Chicken Flautas (Not Deep Fried)

Makes: 8

Time: 30 minutes


  • Chicken Verde
    • 2 organic chicken breasts, trimmed + tenderized and halved
    • 2 tbsp avocado oil
    • 1 jar salsa verde
    • 1 lime
    • 1/2 cup freshly chopped cilantro
    • salt, pepper, red chili flakes, to taste
  • Flautas
    • Whole Wheat Tortillas
    • 1 can Refried beans or Pinto Beans, mashed and cooked
    • 4 Tbsp avocado oil
  • Peppers and Onions
    • 1 large bell pepper, sliced thin
    • 1/2 red onion, sliced thin
    • 1/4 tsp cumin
    • 1/4 tsp pink salt/sea salt
    • 1 avocado (for topping)



Shredded Chicken Verde

  1. In a medium pot, heat 2 tbsp avocado oil on medium heat, then add chicken breast to brown on either side (about 2 min). You can also use an instapot for the chicken if you have one.
  2. Pour in entire jar of salsa verde, stir chicken, then cover with lid to let cook on medium-low heat for 12-15 minutes.
  3. Once chicken is tender, remove from heat and transfer only the chicken to a plate. Shred with two forks.
  4. Pour shredded chicken back into the pot, stir in cilantro, fresh lime juice, and seasonings. Set aside.

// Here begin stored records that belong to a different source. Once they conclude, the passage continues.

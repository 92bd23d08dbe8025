use chrono::{DateTime, NaiveDate, Utc};
use serde::{Deserialize, Serialize};
use sqlx::FromRow;
use uuid::Uuid;

/// Visibility status of a survey. Unlike the role lifecycle this is a binary
/// toggle: each transition is its own inverse.
#[derive(Debug, Clone, Copy, PartialEq, Eq, Serialize, Deserialize)]
#[serde(rename_all = "lowercase")]
pub enum SurveyStatus {
    Publish,
    Unpublish,
}

impl SurveyStatus {
    pub fn as_str(&self) -> &'static str {
        match self {
            SurveyStatus::Publish => "publish",
            SurveyStatus::Unpublish => "unpublish",
        }
    }

    /// Transition table for the status lifecycle. Total over the two valid
    /// states; stored values outside them refuse at parse time.
    pub fn toggled(&self) -> SurveyStatus {
        match self {
            SurveyStatus::Publish => SurveyStatus::Unpublish,
            SurveyStatus::Unpublish => SurveyStatus::Publish,
        }
    }
}

impl std::str::FromStr for SurveyStatus {
    type Err = String;

    fn from_str(s: &str) -> Result<Self, Self::Err> {
        match s {
            "publish" => Ok(SurveyStatus::Publish),
            "unpublish" => Ok(SurveyStatus::Unpublish),
            other => Err(format!("unknown survey status: {}", other)),
        }
    }
}

impl std::fmt::Display for SurveyStatus {
    fn fmt(&self, f: &mut std::fmt::Formatter<'_>) -> std::fmt::Result {
        f.write_str(self.as_str())
    }
}

impl sqlx::Type<sqlx::Postgres> for SurveyStatus {
    fn type_info() -> sqlx::postgres::PgTypeInfo {
        <&str as sqlx::Type<sqlx::Postgres>>::type_info()
    }

    fn compatible(ty: &sqlx::postgres::PgTypeInfo) -> bool {
        <&str as sqlx::Type<sqlx::Postgres>>::compatible(ty)
    }
}

impl<'r> sqlx::Decode<'r, sqlx::Postgres> for SurveyStatus {
    fn decode(
        value: sqlx::postgres::PgValueRef<'r>,
    ) -> Result<Self, sqlx::error::BoxDynError> {
        let s = <&str as sqlx::Decode<'r, sqlx::Postgres>>::decode(value)?;
        s.parse::<SurveyStatus>().map_err(Into::into)
    }
}

impl<'q> sqlx::Encode<'q, sqlx::Postgres> for SurveyStatus {
    fn encode_by_ref(
        &self,
        buf: &mut sqlx::postgres::PgArgumentBuffer,
    ) -> sqlx::encode::IsNull {
        <&str as sqlx::Encode<'q, sqlx::Postgres>>::encode(self.as_str(), buf)
    }
}

#[derive(Debug, Clone, Serialize, Deserialize, FromRow)]
pub struct Survey {
    pub id: Uuid,
    pub title: String,
    pub description: Option<String>,
    /// Opaque option payload; the server never inspects option contents
    pub options: serde_json::Value,
    pub deadline: NaiveDate,
    pub category: Option<String>,
    pub status: SurveyStatus,
    pub total_votes: i64,
    /// Server-assigned at creation, never mutated
    pub creation_time: DateTime<Utc>,
}

#[cfg(test)]
mod tests {
    use super::*;

    #[test]
    fn toggle_is_an_involution() {
        for status in [SurveyStatus::Publish, SurveyStatus::Unpublish] {
            assert_ne!(status.toggled(), status);
            assert_eq!(status.toggled().toggled(), status);
        }
    }

    #[test]
    fn odd_number_of_toggles_flips() {
        let mut status = SurveyStatus::Publish;
        for _ in 0..3 {
            status = status.toggled();
        }
        assert_eq!(status, SurveyStatus::Unpublish);
    }

    #[test]
    fn unknown_stored_status_refuses_to_parse() {
        assert!("draft".parse::<SurveyStatus>().is_err());
    }
}
pub mod auth;
pub mod engagement;
pub mod payments;
pub mod surveys;
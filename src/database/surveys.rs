use chrono::NaiveDate;
use serde_json::Value;
use sqlx::PgPool;
use uuid::Uuid;

use crate::database::manager::StoreError;
use crate::database::models::{Survey, SurveyStatus};

const SURVEY_COLUMNS: &str =
    "id, title, description, options, deadline, category, status, total_votes, creation_time";

/// Fixed page size for the ranking queries
const RANKING_PAGE_SIZE: i64 = 6;

#[derive(Debug, Clone)]
pub struct NewSurvey {
    pub title: String,
    pub description: Option<String>,
    pub options: Value,
    pub deadline: NaiveDate,
    pub category: Option<String>,
    /// Defaults to `publish` when the caller leaves it out
    pub status: Option<SurveyStatus>,
}

#[derive(Debug, Clone)]
pub struct SurveyUpdate {
    pub title: String,
    pub description: Option<String>,
    pub options: Value,
    pub deadline: NaiveDate,
    pub category: Option<String>,
}

/// Create a survey. The creation timestamp is server-assigned and the vote
/// counter starts at zero; neither is ever accepted from the caller.
pub async fn create(pool: &PgPool, new_survey: NewSurvey) -> Result<Survey, StoreError> {
    let survey = sqlx::query_as::<_, Survey>(&format!(
        "INSERT INTO surveys (id, title, description, options, deadline, category, status)
         VALUES ($1, $2, $3, $4, $5, $6, $7)
         RETURNING {SURVEY_COLUMNS}"
    ))
    .bind(Uuid::new_v4())
    .bind(&new_survey.title)
    .bind(&new_survey.description)
    .bind(&new_survey.options)
    .bind(new_survey.deadline)
    .bind(&new_survey.category)
    .bind(new_survey.status.unwrap_or(SurveyStatus::Publish))
    .fetch_one(pool)
    .await?;

    Ok(survey)
}

/// Upsert the editable fields of a survey by id. When the id does not exist
/// a new survey is created instead of failing; status, vote counter and
/// creation time fall back to their column defaults on that path.
pub async fn upsert(pool: &PgPool, id: Uuid, update: SurveyUpdate) -> Result<Survey, StoreError> {
    let survey = sqlx::query_as::<_, Survey>(&format!(
        "INSERT INTO surveys (id, title, description, options, deadline, category)
         VALUES ($1, $2, $3, $4, $5, $6)
         ON CONFLICT (id) DO UPDATE SET
             title = EXCLUDED.title,
             description = EXCLUDED.description,
             options = EXCLUDED.options,
             deadline = EXCLUDED.deadline,
             category = EXCLUDED.category
         RETURNING {SURVEY_COLUMNS}"
    ))
    .bind(id)
    .bind(&update.title)
    .bind(&update.description)
    .bind(&update.options)
    .bind(update.deadline)
    .bind(&update.category)
    .fetch_one(pool)
    .await?;

    Ok(survey)
}

pub async fn list_all(pool: &PgPool) -> Result<Vec<Survey>, StoreError> {
    let surveys = sqlx::query_as::<_, Survey>(&format!(
        "SELECT {SURVEY_COLUMNS} FROM surveys ORDER BY creation_time DESC"
    ))
    .fetch_all(pool)
    .await?;

    Ok(surveys)
}

/// Surveys whose deadline is on or after `as_of`, independent of status.
pub async fn list_available(pool: &PgPool, as_of: NaiveDate) -> Result<Vec<Survey>, StoreError> {
    let surveys = sqlx::query_as::<_, Survey>(&format!(
        "SELECT {SURVEY_COLUMNS} FROM surveys WHERE deadline >= $1 ORDER BY deadline"
    ))
    .bind(as_of)
    .fetch_all(pool)
    .await?;

    Ok(surveys)
}

pub async fn list_published(pool: &PgPool) -> Result<Vec<Survey>, StoreError> {
    let surveys = sqlx::query_as::<_, Survey>(&format!(
        "SELECT {SURVEY_COLUMNS} FROM surveys WHERE status = $1 ORDER BY creation_time DESC"
    ))
    .bind(SurveyStatus::Publish)
    .fetch_all(pool)
    .await?;

    Ok(surveys)
}

/// Most recently created surveys, fixed page of six.
pub async fn latest(pool: &PgPool) -> Result<Vec<Survey>, StoreError> {
    let surveys = sqlx::query_as::<_, Survey>(&format!(
        "SELECT {SURVEY_COLUMNS} FROM surveys ORDER BY creation_time DESC LIMIT $1"
    ))
    .bind(RANKING_PAGE_SIZE)
    .fetch_all(pool)
    .await?;

    Ok(surveys)
}

/// Highest vote counts first, fixed page of six.
pub async fn most_voted(pool: &PgPool) -> Result<Vec<Survey>, StoreError> {
    let surveys = sqlx::query_as::<_, Survey>(&format!(
        "SELECT {SURVEY_COLUMNS} FROM surveys ORDER BY total_votes DESC LIMIT $1"
    ))
    .bind(RANKING_PAGE_SIZE)
    .fetch_all(pool)
    .await?;

    Ok(surveys)
}

/// Add exactly one vote. A single in-place increment, so concurrent votes
/// against the same survey are never lost.
pub async fn increment_vote(pool: &PgPool, id: Uuid) -> Result<(), StoreError> {
    let result = sqlx::query("UPDATE surveys SET total_votes = total_votes + 1 WHERE id = $1")
        .bind(id)
        .execute(pool)
        .await?;

    if result.rows_affected() == 0 {
        return Err(StoreError::NotFound(format!("Survey not found: {}", id)));
    }

    Ok(())
}

/// Flip a survey between `publish` and `unpublish`.
///
/// The next state comes from the `SurveyStatus::toggled` table; the write is
/// a compare-and-set on the observed status, matching the escalation path.
pub async fn toggle_status(pool: &PgPool, id: Uuid) -> Result<Survey, StoreError> {
    let current: Option<String> = sqlx::query_scalar("SELECT status FROM surveys WHERE id = $1")
        .bind(id)
        .fetch_optional(pool)
        .await?;

    let current =
        current.ok_or_else(|| StoreError::NotFound(format!("Survey not found: {}", id)))?;

    let next = current
        .parse::<SurveyStatus>()
        .map(|status| status.toggled())
        .map_err(|_| {
            StoreError::InvalidState(format!("Status cannot be updated from '{}'", current))
        })?;

    sqlx::query_as::<_, Survey>(&format!(
        "UPDATE surveys SET status = $2 WHERE id = $1 AND status = $3 RETURNING {SURVEY_COLUMNS}"
    ))
    .bind(id)
    .bind(next)
    .bind(&current)
    .fetch_optional(pool)
    .await?
    .ok_or_else(|| {
        StoreError::InvalidState(format!("Status changed concurrently from '{}'", current))
    })
}
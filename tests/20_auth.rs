mod common;

use anyhow::Result;
use reqwest::StatusCode;
use serde_json::json;

/// Issue a token for the given email via the public endpoint.
async fn issue_token(base_url: &str, email: &str) -> Result<String> {
    let client = reqwest::Client::new();
    let res = client
        .post(format!("{}/jwt", base_url))
        .json(&json!({ "email": email }))
        .send()
        .await?;

    assert_eq!(res.status(), StatusCode::OK, "token issuance failed");
    let body = res.json::<serde_json::Value>().await?;
    let token = body["data"]["token"]
        .as_str()
        .expect("token missing from response")
        .to_string();
    Ok(token)
}

#[tokio::test]
async fn jwt_endpoint_issues_signed_token() -> Result<()> {
    let server = common::ensure_server().await?;

    let token = issue_token(&server.base_url, "a@x.com").await?;

    // Compact JWS form: header.payload.signature
    assert_eq!(token.split('.').count(), 3, "not a JWT: {}", token);

    Ok(())
}

#[tokio::test]
async fn jwt_endpoint_rejects_blank_email() -> Result<()> {
    let server = common::ensure_server().await?;
    let client = reqwest::Client::new();

    let res = client
        .post(format!("{}/jwt", server.base_url))
        .json(&json!({ "email": "  " }))
        .send()
        .await?;
    assert_eq!(res.status(), StatusCode::BAD_REQUEST);

    let body = res.json::<serde_json::Value>().await?;
    assert_eq!(body["code"], "BAD_REQUEST");

    Ok(())
}

#[tokio::test]
async fn protected_route_requires_token() -> Result<()> {
    let server = common::ensure_server().await?;
    let client = reqwest::Client::new();

    // No Authorization header at all
    let res = client
        .get(format!("{}/api/surveys", server.base_url))
        .send()
        .await?;
    assert_eq!(res.status(), StatusCode::UNAUTHORIZED);

    let body = res.json::<serde_json::Value>().await?;
    assert_eq!(body["code"], "UNAUTHORIZED");

    // Garbage token
    let res = client
        .get(format!("{}/api/surveys", server.base_url))
        .bearer_auth("not.a.token")
        .send()
        .await?;
    assert_eq!(res.status(), StatusCode::UNAUTHORIZED);

    Ok(())
}

#[tokio::test]
async fn valid_token_passes_the_token_stage() -> Result<()> {
    let server = common::ensure_server().await?;
    let client = reqwest::Client::new();

    let token = issue_token(&server.base_url, "a@x.com").await?;

    // With a valid token the request clears the guard's token stage; any
    // failure past that point is a store problem, never a 401
    let res = client
        .get(format!("{}/api/surveys", server.base_url))
        .bearer_auth(&token)
        .send()
        .await?;
    assert_ne!(res.status(), StatusCode::UNAUTHORIZED);

    Ok(())
}

#[tokio::test]
async fn role_predicate_is_identity_bound() -> Result<()> {
    let server = common::ensure_server().await?;
    let client = reqwest::Client::new();

    let token = issue_token(&server.base_url, "a@x.com").await?;

    // A valid token for a@x.com may not query b@x.com's role
    let res = client
        .get(format!("{}/api/users/admin/b@x.com", server.base_url))
        .bearer_auth(&token)
        .send()
        .await?;
    assert_eq!(res.status(), StatusCode::FORBIDDEN);

    let body = res.json::<serde_json::Value>().await?;
    assert_eq!(body["code"], "FORBIDDEN");
    // The refusal must not leak the target's role
    assert!(!body.to_string().contains("b@x.com"));

    // Querying one's own identity clears the binding stage; without a
    // database it may fail upstream, but never with 401/403
    let res = client
        .get(format!("{}/api/users/admin/a@x.com", server.base_url))
        .bearer_auth(&token)
        .send()
        .await?;
    assert_ne!(res.status(), StatusCode::UNAUTHORIZED);
    assert_ne!(res.status(), StatusCode::FORBIDDEN);

    Ok(())
}
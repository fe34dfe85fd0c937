//! Iteration and collection glue.

use std::iter::FusedIterator;

use crate::sequence::Sequence;

/// Owning iterator over the live elements of a [`Sequence`].
///
/// Dead slots past the logical length are dropped when the iterator is
/// created and never yielded.
#[derive(Clone, Debug)]
pub struct IntoIter<T> {
    inner: std::vec::IntoIter<T>,
}

impl<T> IntoIter<T> {
    /// The elements not yet yielded.
    pub fn as_slice(&self) -> &[T] {
        self.inner.as_slice()
    }
}

impl<T> Iterator for IntoIter<T> {
    type Item = T;

    fn next(&mut self) -> Option<T> {
        self.inner.next()
    }

    fn size_hint(&self) -> (usize, Option<usize>) {
        self.inner.size_hint()
    }
}

impl<T> DoubleEndedIterator for IntoIter<T> {
    fn next_back(&mut self) -> Option<T> {
        self.inner.next_back()
    }
}

impl<T> ExactSizeIterator for IntoIter<T> {}

impl<T> FusedIterator for IntoIter<T> {}

impl<T> IntoIterator for Sequence<T> {
    type Item = T;
    type IntoIter = IntoIter<T>;

    fn into_iter(self) -> IntoIter<T> {
        IntoIter {
            inner: Vec::from(self).into_iter(),
        }
    }
}

impl<'a, T> IntoIterator for &'a Sequence<T> {
    type Item = &'a T;
    type IntoIter = std::slice::Iter<'a, T>;

    fn into_iter(self) -> Self::IntoIter {
        self.iter()
    }
}

impl<'a, T> IntoIterator for &'a mut Sequence<T> {
    type Item = &'a mut T;
    type IntoIter = std::slice::IterMut<'a, T>;

    fn into_iter(self) -> Self::IntoIter {
        self.iter_mut()
    }
}

/// Collects with capacity equal to the number of items, like a literal list.
impl<T> FromIterator<T> for Sequence<T> {
    fn from_iter<I: IntoIterator<Item = T>>(iter: I) -> Self {
        Self::from(iter.into_iter().collect::<Vec<T>>())
    }
}

/// Appends one element at a time, so capacity follows the growth policy.
impl<T: Default> Extend<T> for Sequence<T> {
    fn extend<I: IntoIterator<Item = T>>(&mut self, iter: I) {
        for value in iter {
            self.push_back(value);
        }
    }
}

impl<'a, T: Clone + Default + 'a> Extend<&'a T> for Sequence<T> {
    fn extend<I: IntoIterator<Item = &'a T>>(&mut self, iter: I) {
        for value in iter {
            self.push_back_cloned(value);
        }
    }
}
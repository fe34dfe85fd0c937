//! Sequence error types.

use std::collections::TryReserveError;
use std::error::Error;
use std::fmt;

/// Errors that can occur during sequence operations.
///
/// Allocation errors leave the sequence exactly as it was before the call.
#[derive(Clone, Debug, PartialEq, Eq)]
pub enum SequenceError {
    /// Checked access past the live range.
    OutOfRange {
        /// The requested index.
        index: usize,
        /// Number of live elements at the time of the call.
        len: usize,
    },
    /// The requested element count cannot be represented as an allocation
    /// of at most `isize::MAX` bytes.
    CapacityOverflow {
        /// Number of elements requested.
        requested: usize,
    },
    /// The allocator refused to hand out the backing storage.
    AllocationFailed {
        /// Number of elements requested.
        requested: usize,
        /// The error reported by the allocator.
        source: TryReserveError,
    },
}

impl fmt::Display for SequenceError {
    fn fmt(&self, f: &mut fmt::Formatter<'_>) -> fmt::Result {
        match self {
            Self::OutOfRange { index, len } => {
                write!(f, "index {index} out of range for sequence of length {len}")
            }
            Self::CapacityOverflow { requested } => {
                write!(f, "capacity overflow: {requested} elements exceed isize::MAX bytes")
            }
            Self::AllocationFailed { requested, .. } => {
                write!(f, "allocation of {requested} elements failed")
            }
        }
    }
}

impl Error for SequenceError {
    fn source(&self) -> Option<&(dyn Error + 'static)> {
        match self {
            Self::AllocationFailed { source, .. } => Some(source),
            _ => None,
        }
    }
}

/// Unwrap the result of an allocating operation for the infallible API.
///
/// Mirrors how `Vec` reports capacity overflow: the error text becomes the
/// panic message.
#[track_caller]
pub(crate) fn or_panic<T>(result: Result<T, SequenceError>) -> T {
    match result {
        Ok(value) => value,
        Err(err) => panic!("{err}"),
    }
}

#[cfg(test)]
mod tests {
    use super::*;

    #[test]
    fn out_of_range_message_names_index_and_len() {
        let err = SequenceError::OutOfRange { index: 3, len: 3 };
        assert_eq!(
            err.to_string(),
            "index 3 out of range for sequence of length 3"
        );
        assert!(err.source().is_none());
    }

    #[test]
    fn allocation_failure_exposes_allocator_error() {
        let source = Vec::<u64>::new().try_reserve(usize::MAX).unwrap_err();
        let err = SequenceError::AllocationFailed {
            requested: usize::MAX,
            source,
        };
        assert!(err.source().is_some());
        assert!(err.to_string().starts_with("allocation of"));
    }

    #[test]
    #[should_panic(expected = "capacity overflow")]
    fn or_panic_uses_display_text() {
        or_panic::<()>(Err(SequenceError::CapacityOverflow {
            requested: usize::MAX,
        }));
    }
}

  1. Heat 3-4 tbsp avocado oil in a large skillet on medium-low heat.
  2. Heat tortillas over an open flame until slightly charred (or in a skillet with no oil, either side).
  3. On a flat surface or cutting board, fold in a good amount of shredded chicken + 1-2 spoonfuls refried beans, if using, and roll up right.
  4. Gently transfer to skillet, fold side down, to fry/brown. Flip every 3-5 minutes, or when browned/crisped. Continue for your remaining tortillas.

Peppers + Onions

  1. Meanwhile, in a separate skillet, sauté your peppers + onions with seasonings. Cover with lid and cook on medium-high heat until onions are caramelized & starting to char, about 10-12 min. Toss occasionally with tongs.